Feeding Demand, One Contract at a Time
The commercial logic is already taking shape. The company recently secured an annual contract to supply 1,000 tonnes of mycelium flour to a client in central China, priced at around $5,000 per tonne. The agreement is expected to run for three to five years. Dao Foods International, which invested in ZhongGu Junchuang in 2024, cited the founding team's technical expertise and entrepreneurial adaptability as key reasons for backing the venture: alongside what it described as a strong emphasis on production engineering and commercial application.

Unlike many producers that cultivate mushroom fruiting bodies, ZhongGu Junchuang works exclusively with mycelium. The firm argues this approach yields greater nutritional density, lower manufacturing costs, and better scalability. To produce its mycelium flour, cereal grains are fermented directly with fungal inoculants, improving their nutritional profile before being milled. The resulting flour can then be incorporated into staples such as dumplings and steamed buns: adding functional value to foods that are consumed daily by hundreds of millions of people. This approach echoes broader efforts to use fungal fermentation to transform agricultural side streams into high-value ingredients.

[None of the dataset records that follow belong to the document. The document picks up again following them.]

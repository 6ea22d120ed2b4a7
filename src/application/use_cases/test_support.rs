//! Fakes shared by the use case unit tests

use crate::compliance::domain::{InstanceId, InventoryObservation};
use crate::ports::outbound::{InventorySource, ProgressReporter};
use crate::shared::Result;
use async_trait::async_trait;
use std::sync::atomic::{AtomicUsize, Ordering};
use std::sync::Mutex;

pub fn id(value: &str) -> InstanceId {
    InstanceId::new(value.to_string()).unwrap()
}

pub fn observation(instance_id: &str, platform_name: &str) -> InventoryObservation {
    InventoryObservation::new(
        id(instance_id),
        Some("Linux".to_string()),
        Some(platform_name.to_string()),
    )
}

/// Inventory source returning a fixed list, or failing
pub struct FixedInventory {
    observations: Option<Vec<InventoryObservation>>,
    pub calls: AtomicUsize,
}

impl FixedInventory {
    pub fn new(observations: Vec<InventoryObservation>) -> Self {
        Self {
            observations: Some(observations),
            calls: AtomicUsize::new(0),
        }
    }

    pub fn failing() -> Self {
        Self {
            observations: None,
            calls: AtomicUsize::new(0),
        }
    }
}

#[async_trait]
impl InventorySource for FixedInventory {
    async fn fetch_all(&self) -> Result<Vec<InventoryObservation>> {
        self.calls.fetch_add(1, Ordering::SeqCst);
        match &self.observations {
            Some(observations) => Ok(observations.clone()),
            None => Err(crate::shared::error::ComplianceError::InventoryFetch {
                details: "AccessDeniedException".to_string(),
            }
            .into()),
        }
    }
}

/// Progress reporter that keeps every message
#[derive(Default)]
pub struct RecordingReporter {
    pub messages: Mutex<Vec<String>>,
    pub errors: Mutex<Vec<String>>,
}

impl ProgressReporter for RecordingReporter {
    fn report(&self, message: &str) {
        self.messages.lock().unwrap().push(message.to_string());
    }

    fn report_progress(&self, _current: usize, _total: usize, _message: Option<&str>) {}

    fn report_error(&self, message: &str) {
        self.errors.lock().unwrap().push(message.to_string());
    }

    fn report_completion(&self, message: &str) {
        self.messages.lock().unwrap().push(message.to_string());
    }
}
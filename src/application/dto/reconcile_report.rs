use crate::compliance::domain::InstanceId;

/// A single observation that could not be written to the catalog
#[derive(Debug, Clone, PartialEq, Eq)]
pub struct UpsertFailure {
    pub instance_id: InstanceId,
    pub reason: String,
}

/// ReconcileReport - summary of one inventory reconciliation
#[derive(Debug, Clone, Default, PartialEq, Eq)]
pub struct ReconcileReport {
    /// Observations returned by the inventory source
    pub observed: usize,
    /// Records created for previously unseen instances
    pub created: usize,
    /// Existing records whose inventory fields were overwritten
    pub updated: usize,
    pub failures: Vec<UpsertFailure>,
}

impl ReconcileReport {
    pub fn failed(&self) -> usize {
        self.failures.len()
    }

    pub fn has_failures(&self) -> bool {
        !self.failures.is_empty()
    }
}

impl std::fmt::Display for ReconcileReport {
    fn fmt(&self, f: &mut std::fmt::Formatter<'_>) -> std::fmt::Result {
        write!(
            f,
            "{} observed, {} created, {} updated, {} failed",
            self.observed,
            self.created,
            self.updated,
            self.failed()
        )
    }
}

From B2B Supply Chains to Consumer Shelves
The Chengdu facility will support both business-to-business supply and direct-to-consumer products. On the B2B side, mycelium powders and concentrated purees are positioned to help established food manufacturers (makers of instant noodles, biscuits, and beverages) differentiate in crowded, commoditised markets.
On the consumer side, the company has developed its own sub-brands, including a mycelium-infused coffee blending Morel and Cordyceps militaris strains, and a mycelium-enriched flour range sold via platforms such as Douyin, WeChat, and Taobao.
The new facility will feature both solid-state and liquid fermentation bioreactors, expanding on the single solid fermentation tank currently operating in Hohhot. That production versatility matters: different applications, from dense protein powders to delicate beverage extracts, require different fermentation conditions. As mycelium-based protein ventures continue to gain traction across China, ZhongGu Junchuang's dual-track model positions it to serve both industrial processors and the growing number of consumers drawn to the "food as medicine" philosophy that has long resonated in Chinese culture.
Whether it can sustain that positioning at scale will depend on its ability to convert government support and early contracts into durable market share: a challenge that has humbled more than a few well-funded peers.